How true. This pdf theory is so BIG in our church that it seems to be THE WAY. Maybe it isn't. We need to look further and open our eyes and ears to not just how parents in our church bring up their children. There are successes everywhere else too. And we know our child the best. They may be successful but their way may not work best with our child. And it depends on our heart. I choose to follow my heart and find peace in that. And if Hannah is going to take 4 years too to sleep through, I will pray to God for strength and joy to accompany her through those years of night feeds.

I am liberated.



ps: Latest update... Hannah's 6.5kg to date.

Saturday, May 2, 2009

Safe in Jesus' arms

Have you ever doubted how safe you could be in Jesus' arm? I learnt a lesson a couple of days back. A lesson of faith. From my baby.

It was a stormy day. Lightning and thunder and heavy rain. Hannah was rudely awakened by a deafening thunder. I too, was afraid (shh... yes... I am afraid of lightning). I cuddled Hannah as she slept. She was totally calm and slept peacefully in my arms.

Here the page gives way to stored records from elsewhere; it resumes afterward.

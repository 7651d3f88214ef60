//! RBU-format diff: emits an insert stream for `data_<table>` staging
//! tables, with fossil deltas standing in for large changed BLOBs.

use std::fmt::Write as _;
use std::io::Write;

use eyre::{Result, bail};
use rusqlite::Connection;
use rusqlite::types::ValueRef;

use crate::delta;
use crate::schema::{TableColumns, column_names};
use crate::sql::{push_value, quote_id, str_literal};

/// Verify that `tab` exists with identical SQL on both sides. RBU
/// patches cannot express schema changes.
fn check_schemas_match(db: &Connection, tab: &str) -> Result<()> {
    let mut stmt = db.prepare(
        "SELECT A.sql=B.sql FROM main.sqlite_master A, aux.sqlite_master B \
         WHERE A.name=?1 AND B.name=?2",
    )?;
    let mut rows = stmt.query([tab, tab])?;
    match rows.next()? {
        Some(row) => {
            let same: bool = row.get(0)?;
            if !same {
                bail!("schema changes for table {}", quote_id(tab));
            }
        }
        None => bail!(
            "table {} missing from one or both databases",
            quote_id(tab)
        ),
    }
    Ok(())
}

/// Build the UNION ALL query producing one result row per changed
/// row. Layout: the table columns (PK first), ota_control (INTEGER 0
/// for insert, 1 for delete, TEXT mask for update), then the old
/// value of every column for delta encoding.
fn rbu_diff_query(tab: &str, cols: &TableColumns) -> String {
    let az = &cols.columns;
    let pk = cols.pk_arity;
    let n = az.len();
    let t = str_literal(tab);
    let mut q = String::new();

    // Newly inserted rows; ota_control is 0.
    q.push_str("SELECT ");
    for (i, c) in az.iter().enumerate() {
        let _ = write!(q, "{}{c}", if i == 0 { "" } else { ", " });
    }
    q.push_str(", 0, ");
    for i in 0..n {
        q.push_str(if i == 0 { "NULL" } else { ", NULL" });
    }
    let _ = write!(q, " FROM aux.{t} AS n WHERE NOT EXISTS (\n");
    let _ = write!(q, "    SELECT 1 FROM main.{t} AS o WHERE ");
    for (i, c) in az[..pk].iter().enumerate() {
        let _ = write!(q, "{}(n.{c} IS o.{c})", if i == 0 { "" } else { " AND " });
    }
    q.push_str("\n)");

    // Deleted rows; ota_control is 1.
    q.push_str("\nUNION ALL\nSELECT ");
    for (i, c) in az[..pk].iter().enumerate() {
        let _ = write!(q, "{}{c}", if i == 0 { "" } else { ", " });
    }
    if n > pk {
        q.push_str(", ");
        for i in pk..n {
            q.push_str(if i == pk { "NULL" } else { ", NULL" });
        }
    }
    q.push_str(", 1, ");
    for i in 0..n {
        q.push_str(if i == 0 { "NULL" } else { ", NULL" });
    }
    let _ = write!(q, " FROM main.{t} AS n WHERE NOT EXISTS (\n");
    let _ = write!(q, "    SELECT 1 FROM aux.{t} AS o WHERE ");
    for (i, c) in az[..pk].iter().enumerate() {
        let _ = write!(q, "{}(n.{c} IS o.{c})", if i == 0 { "" } else { " AND " });
    }
    q.push_str("\n) ");

    // Updated rows. If every column is part of the primary key there
    // is nothing to update.
    if n > pk {
        q.push_str("\nUNION ALL\nSELECT ");
        for (i, c) in az[..pk].iter().enumerate() {
            let _ = write!(q, "{}n.{c}", if i == 0 { "" } else { ", " });
        }
        q.push_str(",\n");
        for (i, c) in az[pk..].iter().enumerate() {
            let _ = write!(
                q,
                "{}    CASE WHEN n.{c} IS o.{c} THEN NULL ELSE n.{c} END",
                if i == 0 { "" } else { " ,\n" }
            );
        }
        if !cols.implicit_rowid {
            q.push_str(", '");
            for _ in 0..pk {
                q.push('.');
            }
            q.push_str("' ||\n");
        } else {
            q.push_str(",\n");
        }
        for (i, c) in az[pk..].iter().enumerate() {
            let _ = write!(
                q,
                "{}    CASE WHEN n.{c} IS o.{c} THEN '.' ELSE 'x' END",
                if i == 0 { "" } else { " ||\n" }
            );
        }
        q.push_str("\nAS ota_control, ");
        for i in 0..pk {
            q.push_str(if i == 0 { "NULL" } else { ", NULL" });
        }
        q.push_str(",\n");
        for (i, c) in az[pk..].iter().enumerate() {
            let _ = write!(
                q,
                "{}    CASE WHEN n.{c} IS o.{c} THEN NULL ELSE o.{c} END",
                if i == 0 { "" } else { " ,\n" }
            );
        }
        let _ = write!(q, "\nFROM main.{t} AS o, aux.{t} AS n\nWHERE ");
        for (i, c) in az[..pk].iter().enumerate() {
            let _ = write!(q, "{}(n.{c} IS o.{c})", if i == 0 { "" } else { " AND " });
        }
        q.push_str(" AND ota_control LIKE '%x%'");
    }

    q.push_str("\nORDER BY ");
    for i in 1..=pk {
        let _ = write!(q, "{}{i}", if i == 1 { "" } else { ", " });
    }
    q
}

/// Emit the RBU `data_<tab>` insert stream for one table.
pub fn rbudiff_one_table(db: &Connection, tab: &str, out: &mut dyn Write) -> Result<()> {
    // RBU rows are keyed by the schema-declared PK.
    check_schemas_match(db, tab)?;

    let Some(cols) = column_names(db, "main", tab, true)? else {
        bail!("table {} has no usable PK columns", quote_id(tab));
    };
    let n_col = cols.columns.len();
    let pk = cols.pk_arity;
    // Implicit-rowid tables carry the rowid in an rbu_rowid column
    // instead of a named one.
    let ota_rowid = cols.implicit_rowid;
    let skip = usize::from(ota_rowid);

    let data_name = format!("'data_{}'", tab.replace('\'', "''"));

    let mut create = format!("CREATE TABLE IF NOT EXISTS {data_name}(");
    if ota_rowid {
        create.push_str("rbu_rowid, ");
    }
    for (i, c) in cols.columns[skip..].iter().enumerate() {
        let _ = write!(create, "{}{c}", if i == 0 { "" } else { ", " });
    }
    create.push_str(", rbu_control);");

    let mut insert = format!("INSERT INTO {data_name} (");
    if ota_rowid {
        insert.push_str("rbu_rowid, ");
    }
    for (i, c) in cols.columns[skip..].iter().enumerate() {
        let _ = write!(insert, "{}{c}", if i == 0 { "" } else { ", " });
    }
    insert.push_str(", rbu_control) VALUES(");

    let sql = rbu_diff_query(tab, &cols);
    let mut create = Some(create);
    let mut stmt = db.prepare(&sql)?;
    let mut rows = stmt.query([])?;
    while let Some(row) = rows.next()? {
        // Emit the CREATE TABLE ahead of the first row only.
        if let Some(ct) = create.take() {
            writeln!(out, "{ct}")?;
        }
        let mut text = insert.clone();

        match row.get_ref(n_col)? {
            ValueRef::Integer(control) => {
                // Pure insert or delete: values verbatim.
                for i in 0..n_col {
                    if i > 0 {
                        text.push_str(", ");
                    }
                    push_value(&mut text, row.get_ref(i)?);
                }
                let _ = write!(text, ", {control}");
            }
            ValueRef::Text(control) => {
                let mut control = control.to_vec();
                for i in 0..n_col {
                    let mut done = false;
                    if i >= pk {
                        if let (ValueRef::Blob(new), ValueRef::Blob(old)) =
                            (row.get_ref(i)?, row.get_ref(n_col + 1 + i)?)
                        {
                            let patch = delta::create(old, new);
                            debug_assert!(
                                delta::apply(old, &patch).is_ok_and(|t| t == new)
                            );
                            if patch.len() < new.len() {
                                text.push_str("x'");
                                for byte in &patch {
                                    let _ = write!(text, "{byte:02x}");
                                }
                                text.push('\'');
                                control[i - skip] = b'f';
                                done = true;
                            }
                        }
                    }
                    if !done {
                        push_value(&mut text, row.get_ref(i)?);
                    }
                    text.push_str(", ");
                }
                let _ = write!(text, "'{}'", String::from_utf8_lossy(&control));
            }
            other => bail!("unexpected ota_control value {other:?}"),
        }
        writeln!(out, "{text});")?;
    }
    Ok(())
}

I looked at her and I realised she trusted me. She trusted that mummy will protect her from that frightening sound and light. She trusted that she could rest totally without a second thought. She slept soundly. And even as the lightning continued to flash and thunder continued roaring, Hannah slept like a baby!( Yes, she's a baby).

Then as I looked at her, I remember that I too am safe in Jesus' arms. Yet, unlike Hannah, I often forget. I forget that I am safe. I fret, I struggle and I lack peace. I must learn to rest in Jesus' arms and be at peace even when I am in the midst of the tempests of life.

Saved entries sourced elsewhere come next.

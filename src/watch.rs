//! Filesystem event loop: one diff-and-replay pass per primary
//! database event.

use std::path::Path;
use std::sync::atomic::{AtomicBool, Ordering};
use std::sync::{Arc, mpsc};
use std::thread;
use std::time::Duration;

use eyre::{Result, WrapErr, bail};
use log::info;
use notify::event::{AccessKind, AccessMode, EventKind};
use notify::{RecursiveMode, Watcher};

use crate::diff::diff_pass;
use crate::patch::apply_patch;
use crate::types::{DiffOptions, FsEvent};

/// Settle time before diffing after a modify event; the writer may
/// still hold the database lock.
const MODIFY_SETTLE: Duration = Duration::from_millis(250);

fn wanted(kind: &EventKind, which: FsEvent) -> bool {
    match which {
        FsEvent::CloseWrite => {
            matches!(kind, EventKind::Access(AccessKind::Close(AccessMode::Write)))
        }
        FsEvent::Modify => matches!(kind, EventKind::Modify(_)),
    }
}

/// Diff the primary database `name` against its replica and replay the
/// appended patch.
pub fn sync_one(root: &Path, name: &str, which: FsEvent, opts: &DiffOptions) -> Result<()> {
    let primary = root.join(name);
    let backup = root.join("backup").join(name);
    let journal = root.join("patches").join(name);

    if which == FsEvent::Modify {
        thread::sleep(MODIFY_SETTLE);
    }

    match diff_pass(&backup, &primary, Some(&journal), opts)? {
        Some(offset) => {
            info!("patching {} from offset {offset}", backup.display());
            apply_patch(&backup, &journal, offset)?;
            info!("patch {} ok", backup.display());
        }
        None => info!("no difference for {name}"),
    }
    Ok(())
}

/// Watch `root` until interrupted, running a sync pass for every
/// matching event on a primary database file.
pub fn watch_loop(root: &Path, which: FsEvent, opts: &DiffOptions) -> Result<()> {
    let stop = Arc::new(AtomicBool::new(false));
    {
        let stop = stop.clone();
        ctrlc::set_handler(move || stop.store(true, Ordering::SeqCst))
            .wrap_err("cannot install SIGINT handler")?;
    }

    let (tx, rx) = mpsc::channel();
    let mut watcher =
        notify::recommended_watcher(tx).wrap_err("cannot create filesystem watcher")?;
    watcher
        .watch(root, RecursiveMode::NonRecursive)
        .wrap_err_with(|| format!("cannot watch {}", root.display()))?;

    info!("listening for events in {}", root.display());
    while !stop.load(Ordering::SeqCst) {
        let event = match rx.recv_timeout(Duration::from_millis(200)) {
            Ok(Ok(event)) => event,
            Ok(Err(e)) => bail!("filesystem watch error: {e}"),
            Err(mpsc::RecvTimeoutError::Timeout) => continue,
            Err(mpsc::RecvTimeoutError::Disconnected) => break,
        };
        if !wanted(&event.kind, which) {
            continue;
        }
        for path in &event.paths {
            let Some(name) = path.file_name().and_then(|n| n.to_str()) else {
                continue;
            };
            // SQLite's own rollback journals churn alongside the
            // database; syncing them would be meaningless.
            if name.contains("-journal") || !path.is_file() {
                continue;
            }
            info!("caught {} event", path.display());
            sync_one(root, name, which, opts)?;
        }
    }
    info!("listening for events stopped");
    Ok(())
}

#[cfg(test)]
mod tests {
    use super::*;
    use rusqlite::Connection;
    use std::fs;
    use tempfile::TempDir;

    #[test]
    fn event_kind_mapping() {
        let close = EventKind::Access(AccessKind::Close(AccessMode::Write));
        let modify = EventKind::Modify(notify::event::ModifyKind::Any);
        assert!(wanted(&close, FsEvent::CloseWrite));
        assert!(!wanted(&modify, FsEvent::CloseWrite));
        assert!(wanted(&modify, FsEvent::Modify));
        assert!(!wanted(&close, FsEvent::Modify));
    }

    #[test]
    fn sync_one_brings_replica_up_to_date() {
        let dir = TempDir::new().unwrap();
        let root = dir.path();
        fs::create_dir(root.join("backup")).unwrap();
        fs::create_dir(root.join("patches")).unwrap();

        Connection::open(root.join("app.db"))
            .unwrap()
            .execute_batch(
                "CREATE TABLE t(a INTEGER PRIMARY KEY, b TEXT);
                 INSERT INTO t VALUES(1,'one'),(2,'two');",
            )
            .unwrap();

        let opts = DiffOptions {
            schema_pk: false,
            rbu: false,
            use_transaction: false,
            extensions: Vec::new(),
            debug: 0,
        };
        // First pass creates the replica from nothing.
        sync_one(root, "app.db", FsEvent::CloseWrite, &opts).unwrap();

        let replica = Connection::open(root.join("backup/app.db")).unwrap();
        let n: i64 = replica
            .query_row("SELECT count(*) FROM t", [], |r| r.get(0))
            .unwrap();
        assert_eq!(n, 2);
        drop(replica);

        // Mutate the primary and sync again; the journal now holds
        // two concatenated passes.
        Connection::open(root.join("app.db"))
            .unwrap()
            .execute_batch("UPDATE t SET b='uno' WHERE a=1; DELETE FROM t WHERE a=2;")
            .unwrap();
        sync_one(root, "app.db", FsEvent::CloseWrite, &opts).unwrap();

        let replica = Connection::open(root.join("backup/app.db")).unwrap();
        let b: String = replica
            .query_row("SELECT b FROM t WHERE a=1", [], |r| r.get(0))
            .unwrap();
        assert_eq!(b, "uno");
        let n: i64 = replica
            .query_row("SELECT count(*) FROM t", [], |r| r.get(0))
            .unwrap();
        assert_eq!(n, 1);

        let journal = fs::read_to_string(root.join("patches/app.db")).unwrap();
        assert_eq!(journal.matches("-- ").count(), 2, "{journal}");
    }
}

Baby is down with a fever :(



Look at how happy Hannah looked before the jab.

Then we went for the compulsory 6-1n-1 jab. six in one! Goodness... those were the days when they first invented 2 in 1 shampoo. Then with time, 3-in-1... and now even jabs come in such package. 6-in-1. Can you imagine how lethal that was!

After breakfast and a good nap, we brought Hannah down to the clinic for her jab. She seemed to know something 'bad' was going to happen because she was rather unsettled. Although I was carrying her she was a little fidgety- which is not like her usual self. Then we sat down beside Dr Wang as he prepared the deadly dosage. I cuddled Hannah close to me and her daddy held her thigh down. I could not bare to look at the sight so I just kept my eyes on Hannah as the injection took place. Poor Thing! She wailed! But only for a short moment. Our brave baby! :)

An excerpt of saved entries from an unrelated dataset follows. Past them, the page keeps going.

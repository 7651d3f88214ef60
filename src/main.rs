// Watches a directory of SQLite databases, appends a SQL diff to a
// per-database patch journal on every change, and replays the patch
// onto the replica in backup/.

mod delta;
mod diff;
mod patch;
mod rbu;
mod schema;
mod sql;
mod types;
mod watch;

use std::fs;
use std::process;

use clap::Parser;
use eyre::Result;

use crate::types::{Args, DiffOptions};

fn main() {
    let args = match Args::try_parse() {
        Ok(args) => args,
        Err(e) => {
            let code = if e.use_stderr() { 1 } else { 0 };
            let _ = e.print();
            process::exit(code);
        }
    };

    env_logger::Builder::from_env(
        env_logger::Env::default().default_filter_or(if args.verbose { "info" } else { "warn" }),
    )
    .init();

    if let Err(e) = run(&args) {
        eprintln!("replicator: {e:#}");
        process::exit(1);
    }
}

fn run(args: &Args) -> Result<()> {
    if !args.path.is_dir() {
        eyre::bail!("{} is not a directory", args.path.display());
    }
    fs::create_dir_all(args.path.join("backup"))?;
    fs::create_dir_all(args.path.join("patches"))?;

    let opts = DiffOptions::from_args(args);
    if opts.debug != 0 {
        return debug_dump(args, &opts);
    }
    watch::watch_loop(&args.path, args.event, &opts)
}

/// One immediate pass per primary database, dumped to stdout.
fn debug_dump(args: &Args, opts: &DiffOptions) -> Result<()> {
    for entry in fs::read_dir(&args.path)? {
        let entry = entry?;
        let path = entry.path();
        if !path.is_file() {
            continue;
        }
        let Some(name) = path.file_name().and_then(|n| n.to_str()) else {
            continue;
        };
        if name.contains("-journal") {
            continue;
        }
        let backup = args.path.join("backup").join(name);
        diff::diff_pass(&backup, &path, None, opts)?;
    }
    Ok(())
}
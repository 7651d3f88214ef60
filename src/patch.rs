//! Replays a patch journal against a backup database.

use std::fs::File;
use std::io::{BufRead, BufReader, Seek, SeekFrom};
use std::path::Path;

use eyre::{Result, WrapErr};
use log::error;
use rusqlite::Connection;

/// Read one logical statement line. A line ends at a newline outside
/// double quotes, so quoted identifiers containing newlines survive.
/// Returns `None` at end of input.
fn read_statement(r: &mut impl BufRead) -> Result<Option<String>> {
    let mut buf: Vec<u8> = Vec::new();
    let mut in_quote = false;
    loop {
        let start = buf.len();
        let n = r.read_until(b'\n', &mut buf)?;
        if n == 0 {
            return if buf.is_empty() {
                Ok(None)
            } else {
                Ok(Some(String::from_utf8_lossy(&buf).into_owned()))
            };
        }
        for &b in &buf[start..] {
            if b == b'"' {
                in_quote = !in_quote;
            }
        }
        if buf.ends_with(b"\n") && !in_quote {
            buf.pop();
            if buf.ends_with(b"\r") {
                buf.pop();
            }
            return Ok(Some(String::from_utf8_lossy(&buf).into_owned()));
        }
    }
}

/// Execute the statements of `journal` starting at byte `offset`
/// against the database at `db_path`. A failing statement is reported
/// and the remaining statements still run.
pub fn apply_patch(db_path: &Path, journal: &Path, offset: u64) -> Result<()> {
    let mut file = File::open(journal)
        .wrap_err_with(|| format!("cannot open patch file {}", journal.display()))?;
    file.seek(SeekFrom::Start(offset))?;
    let mut reader = BufReader::new(file);

    let db = Connection::open(db_path)
        .wrap_err_with(|| format!("cannot open database file {}", db_path.display()))?;

    while let Some(stmt) = read_statement(&mut reader)? {
        if stmt.is_empty() {
            continue;
        }
        if let Err(e) = db.execute_batch(&stmt) {
            error!("patch statement failed: {e}\n\"{stmt}\"");
        }
    }
    Ok(())
}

We went home and Hannah was totally knocked out. She slept a lot and woke up drowsily for her meals. She seemed to have lost her appetite. Anyway the fever only came late in the evening. We decided to turn in early. We fed her parecetamol but she hated it. She vomitted it out almost instantly together with her last feed. Not knowing how much of the medicine came out and how much remained inside, we decided best not to feed again. We resorted to the primitive but most effective way - cold towel on the forehead.

I slept first while hubby stayed up to change the towel and take Hannah's temperature. Until 1230am. I woke up to feed Hannah and to clock my night shift. Somehow I just could not sleep soundly. Perhaps knowing that Hannah is right beside me and she could fall into a bout of fits should her fever hits 38deg made me drift in and out of sleep. I took her temperature every hour or so until 5.30am. I couldn't take it any longer. Went to wake hubby up to clock his shift...
The rest is history.

As i type this now, Hannah's asleep. Her fever has subsided for now. We hope that it is for good. The next injection will be on the 1st July. I hope the innoculation won't be as lethal the next round.

Check out my poor baby:
She was a darling though she was sick. She slept most of the time. When she was alert she was still smiley and chatty. Check out the primitive wet towel vs the modern cold gel pad. I think the primitive one is more effective although it was constantly swiped off by Hannah's hands!